O termo anormal, para Canguilhem (2007), implica referência a um valor, é um termo apreciativo, normativo. “O anormal, enquanto a-normal, é posterior à definição do normal, é a negação lógica deste”. (p. 216). Desse modo, o anormal é o desregrado, irregular, fora de um esquadro, é o que está fora da norma, é o que pende para a direita e/ou para a esquerda. É um modo de conceber o “diferente” como constitutivo do “mesmo”, pois só se identifica uma irregularidade estabelecendo relações com aquilo que regula, que regra.

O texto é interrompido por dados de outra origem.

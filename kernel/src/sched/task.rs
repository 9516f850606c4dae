//! Запись задачи / Task record

use alloc::alloc::{alloc_zeroed, Layout};
use alloc::boxed::Box;
use core::fmt;

use crate::ipc::Mailbox;
use crate::mm::vmm::AddressSpace;
use crate::mm::{PhysAddr, PAGE_SIZE};
use crate::{Error, Result};

/// Идентификатор задачи. Монотонный, не переиспользуется.
/// Task identifier. Monotonic, never reused.
#[derive(Debug, Clone, Copy, PartialEq, Eq, PartialOrd, Ord, Hash)]
pub struct Pid(pub u64);

impl Pid {
    /// Корневая задача — поток ядра с момента загрузки.
    /// The root task — the kernel's own flow since boot.
    pub const ROOT: Pid = Pid(0);
}

impl fmt::Display for Pid {
    fn fmt(&self, f: &mut fmt::Formatter<'_>) -> fmt::Result {
        write!(f, "{}", self.0)
    }
}

/// Индекс в арене задач / Index into the task arena
#[derive(Debug, Clone, Copy, PartialEq, Eq)]
pub(crate) struct SlotId(pub(crate) usize);

#[derive(Debug, Clone, Copy, PartialEq, Eq)]
pub enum TaskKind {
    Root,
    Kernel,
    User,
}

#[repr(C, align(4096))]
struct StackPage([u8; PAGE_SIZE]);

/// Стек ядра задачи, выровнен по странице.
/// A task's kernel stack, page aligned.
pub struct KernelStack {
    pages: Box<[StackPage]>,
}

impl KernelStack {
    pub fn new(size: usize) -> Result<Self> {
        let count = size.div_ceil(PAGE_SIZE).max(1);
        let layout = Layout::array::<StackPage>(count).map_err(|_| Error::InvalidArgument)?;
        let ptr = unsafe { alloc_zeroed(layout) }.cast::<StackPage>();
        if ptr.is_null() {
            log::warn!("sched: no heap for a {} byte kernel stack", count * PAGE_SIZE);
            return Err(Error::ResourceExhausted);
        }
        let slice = core::ptr::slice_from_raw_parts_mut(ptr, count);
        Ok(Self { pages: unsafe { Box::from_raw(slice) } })
    }

    pub fn size(&self) -> usize {
        self.pages.len() * PAGE_SIZE
    }

    pub fn top(&self) -> u64 {
        self.pages.as_ptr() as u64 + self.size() as u64
    }
}

impl fmt::Debug for KernelStack {
    fn fmt(&self, f: &mut fmt::Formatter<'_>) -> fmt::Result {
        f.debug_struct("KernelStack")
            .field("top", &format_args!("{:#x}", self.top()))
            .field("size", &self.size())
            .finish()
    }
}

#[derive(Debug)]
pub struct Task {
    pub(crate) pid:              Pid,
    pub(crate) kind:             TaskKind,
    /// Действителен, только пока задача не текущая.
    /// Only valid while the task is not current.
    pub(crate) saved_sp:         u64,
    /// `None` — корень ядра / `None` — the kernel root
    pub(crate) space:            Option<AddressSpace>,
    pub(crate) kernel_stack:     Option<KernelStack>,
    pub(crate) kernel_stack_top: u64,
    pub(crate) next:             SlotId,
    pub(crate) heap_start:       u64,
    pub(crate) program_break:    u64,
    /// Конец последней отданной общей памяти: ниже куча не сжимается.
    /// End of the latest region shared out: the heap never shrinks below it.
    pub(crate) shared_end:       u64,
    pub(crate) framebuffer:      bool,
    pub(crate) mailbox:          Mailbox,
}

impl Task {
    pub(crate) fn root() -> Self {
        Self {
            pid:              Pid::ROOT,
            kind:             TaskKind::Root,
            saved_sp:         0,
            space:            None,
            kernel_stack:     None,
            kernel_stack_top: 0,
            next:             SlotId(0),
            heap_start:       0,
            program_break:    0,
            shared_end:       0,
            framebuffer:      false,
            mailbox:          Mailbox::new(),
        }
    }

    pub(crate) fn new(kind: TaskKind, saved_sp: u64, space: AddressSpace, stack: KernelStack) -> Self {
        Self {
            kind,
            saved_sp,
            kernel_stack_top: stack.top(),
            space: Some(space),
            kernel_stack: Some(stack),
            ..Self::root()
        }
    }

    pub fn pid(&self) -> Pid {
        self.pid
    }

    pub fn kind(&self) -> TaskKind {
        self.kind
    }

    pub fn saved_stack_pointer(&self) -> u64 {
        self.saved_sp
    }

    /// Физический корень таблиц; 0 — общий корень ядра.
    /// Physical table root; 0 means the shared kernel root.
    pub fn root_table(&self) -> PhysAddr {
        self.space.as_ref().map_or(PhysAddr(0), AddressSpace::root)
    }

    pub fn space(&self) -> Option<&AddressSpace> {
        self.space.as_ref()
    }

    pub fn kernel_stack_top(&self) -> u64 {
        self.kernel_stack_top
    }

    pub fn heap_start(&self) -> u64 {
        self.heap_start
    }

    pub fn program_break(&self) -> u64 {
        self.program_break
    }

    /// Нижняя граница сжатия кучи / Lowest break a shrink may reach
    pub fn heap_floor(&self) -> u64 {
        self.heap_start.max(self.shared_end)
    }

    pub fn has_framebuffer(&self) -> bool {
        self.framebuffer
    }

    pub fn mailbox(&self) -> &Mailbox {
        &self.mailbox
    }
}
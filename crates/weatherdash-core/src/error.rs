//! Centralized error types for the dashboard.
//!
//! Each service crate has its own error enum; the UI layer maps those into
//! [`AppError`] so every failure can be logged with full context and shown to
//! the user with a short, non-technical hint via `user_message()`.

use thiserror::Error;

/// Top-level application error type.
#[derive(Debug, Error)]
pub enum AppError {
    #[error("Network error: {0}")]
    Network(#[from] NetworkError),

    #[error("Storage error: {0}")]
    Storage(#[from] StorageError),

    #[error("Weather service error: {0}")]
    Weather(#[from] WeatherError),

    #[error("Location error: {0}")]
    Location(#[from] LocationError),
}

impl AppError {
    /// Returns a user-friendly message suitable for display in the UI.
    pub fn user_message(&self) -> &'static str {
        match self {
            AppError::Network(e) => e.user_message(),
            AppError::Storage(e) => e.user_message(),
            AppError::Weather(e) => e.user_message(),
            AppError::Location(e) => e.user_message(),
        }
    }

    /// True when the provider rejected the configured API key.
    pub fn is_configuration_error(&self) -> bool {
        matches!(self, AppError::Weather(WeatherError::InvalidApiKey))
    }
}

/// Network-related errors (HTTP, connectivity).
#[derive(Debug, Error)]
pub enum NetworkError {
    #[error("Connection failed: {0}")]
    ConnectionFailed(String),

    #[error("Request timed out")]
    Timeout,

    #[error("Server error: {status} - {message}")]
    ServerError { status: u16, message: String },

    #[error("Invalid response: {0}")]
    InvalidResponse(String),
}

impl NetworkError {
    pub fn user_message(&self) -> &'static str {
        match self {
            NetworkError::ConnectionFailed(_) => {
                "Unable to connect. Check your internet connection."
            }
            NetworkError::Timeout => "The request timed out. Please try again.",
            NetworkError::ServerError { status, .. } if *status >= 500 => {
                "The server is experiencing issues. Please try again later."
            }
            NetworkError::ServerError { .. } => "The request failed. Please try again.",
            NetworkError::InvalidResponse(_) => {
                "Received an unexpected response. Please try again."
            }
        }
    }
}

/// Local key-value storage errors.
#[derive(Debug, Error)]
pub enum StorageError {
    #[error("Write failed: {0}")]
    WriteFailed(String),

    #[error("Stored value is malformed: {0}")]
    Malformed(String),
}

impl StorageError {
    pub fn user_message(&self) -> &'static str {
        match self {
            StorageError::WriteFailed(_) => "Your change could not be saved. Please try again.",
            StorageError::Malformed(_) => "Saved preferences were unreadable and were reset.",
        }
    }
}

/// Configuration errors raised while loading `config.toml`.
///
/// These stop startup, so they travel inside `anyhow::Error` and are
/// recovered with `downcast_ref` where a hint is printed.
#[derive(Debug, Error)]
pub enum ConfigError {
    #[error("Invalid configuration: {0}")]
    Invalid(String),

    #[error("Configuration parse error: {0}")]
    ParseError(String),
}

impl ConfigError {
    pub fn user_message(&self) -> &'static str {
        match self {
            ConfigError::Invalid(_) => "Invalid configuration. Check your settings.",
            ConfigError::ParseError(_) => "Configuration file is malformed. Check your settings.",
        }
    }
}

/// Weather service errors.
#[derive(Debug, Error)]
pub enum WeatherError {
    #[error("Location not found: {0}")]
    LocationNotFound(String),

    #[error("Invalid API key")]
    InvalidApiKey,
}

impl WeatherError {
    pub fn user_message(&self) -> &'static str {
        match self {
            WeatherError::LocationNotFound(_) => "Location not found. Showing sample data.",
            WeatherError::InvalidApiKey => {
                "Weather API key is invalid. Check the [weather] api_key setting."
            }
        }
    }
}

/// Geolocation errors.
#[derive(Debug, Error)]
pub enum LocationError {
    #[error("Location permission denied")]
    PermissionDenied,

    #[error("Location service unavailable")]
    ServiceUnavailable,

    #[error("Location request timed out")]
    Timeout,
}

impl LocationError {
    pub fn user_message(&self) -> &'static str {
        match self {
            LocationError::PermissionDenied => "Location access was denied.",
            LocationError::ServiceUnavailable => {
                "Current location is unavailable. Search for a city instead."
            }
            LocationError::Timeout => "Finding your location took too long. Please try again.",
        }
    }
}

/// Extension trait for converting reqwest errors to our error types.
pub trait ReqwestErrorExt {
    fn into_network_error(self) -> NetworkError;
}

impl ReqwestErrorExt for reqwest::Error {
    fn into_network_error(self) -> NetworkError {
        if self.is_timeout() {
            NetworkError::Timeout
        } else if self.is_connect() {
            NetworkError::ConnectionFailed(self.to_string())
        } else if self.is_decode() {
            NetworkError::InvalidResponse(self.to_string())
        } else if let Some(status) = self.status() {
            NetworkError::ServerError {
                status: status.as_u16(),
                message: self.to_string(),
            }
        } else {
            NetworkError::ConnectionFailed(self.to_string())
        }
    }
}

Consideremos novamente a passagem que intitula a terceira parte deste estudo, para observamos a relação entre anormalidade e perturbação:

Outro fator de perturbação da boa escolha das palavras é a existência de

homônimos. (ROCHA LIMA, 1972, p. 451).

Precisamos levar em conta o sintagma “boa”, que vem determinando o tipo de escolha das palavras. Assim, não se trata de qualquer escolha, pois “a rigor, deve ser “boa”, o que significa certa = correta = norma, ou seja, dentro da normalidade. Desse modo, a normalidade está para boa escolha, como a anormalidade está para a perturbação. O sintagma “escolha” produz um efeito de sentido de que o sujeito tem possibilidades de escolher (com total autonomia) as palavras e conter seus sentidos; como se fosse possível fazer a escolha sem a influência da história, da ideologia, da exterioridade e do inconsciente; como se fosse possível controlar os sentidos que se produzem a partir de uma palavra proferida. Estamos compreendendo a ideologia, como “[...] uma prática significativa. Necessidade da interpretação, a ideologia não é consciente: ela é efeito da relação do sujeito com a língua e com a história em sua relação necessária, para que se signifique”. (ORLANDI, 2004. p. 48). E o sujeito, nesse viés, é entendido como lugar historicamente constituído de significação e interpelado ideologicamente, assim, o sujeito não é origem de si e a história não é contexto, como explica Orlandi (2004). Nesse domínio discursivo, o sujeito é uma posição entre outras e neste estudo tratamos da tomada de posição do sujeito-gramático, em sua função autor, relacionando-a à problemática que envolve a questão da produção dos sentidos e de como a significação tem ou não lugar na produção de saberes sobre a língua na GNLP.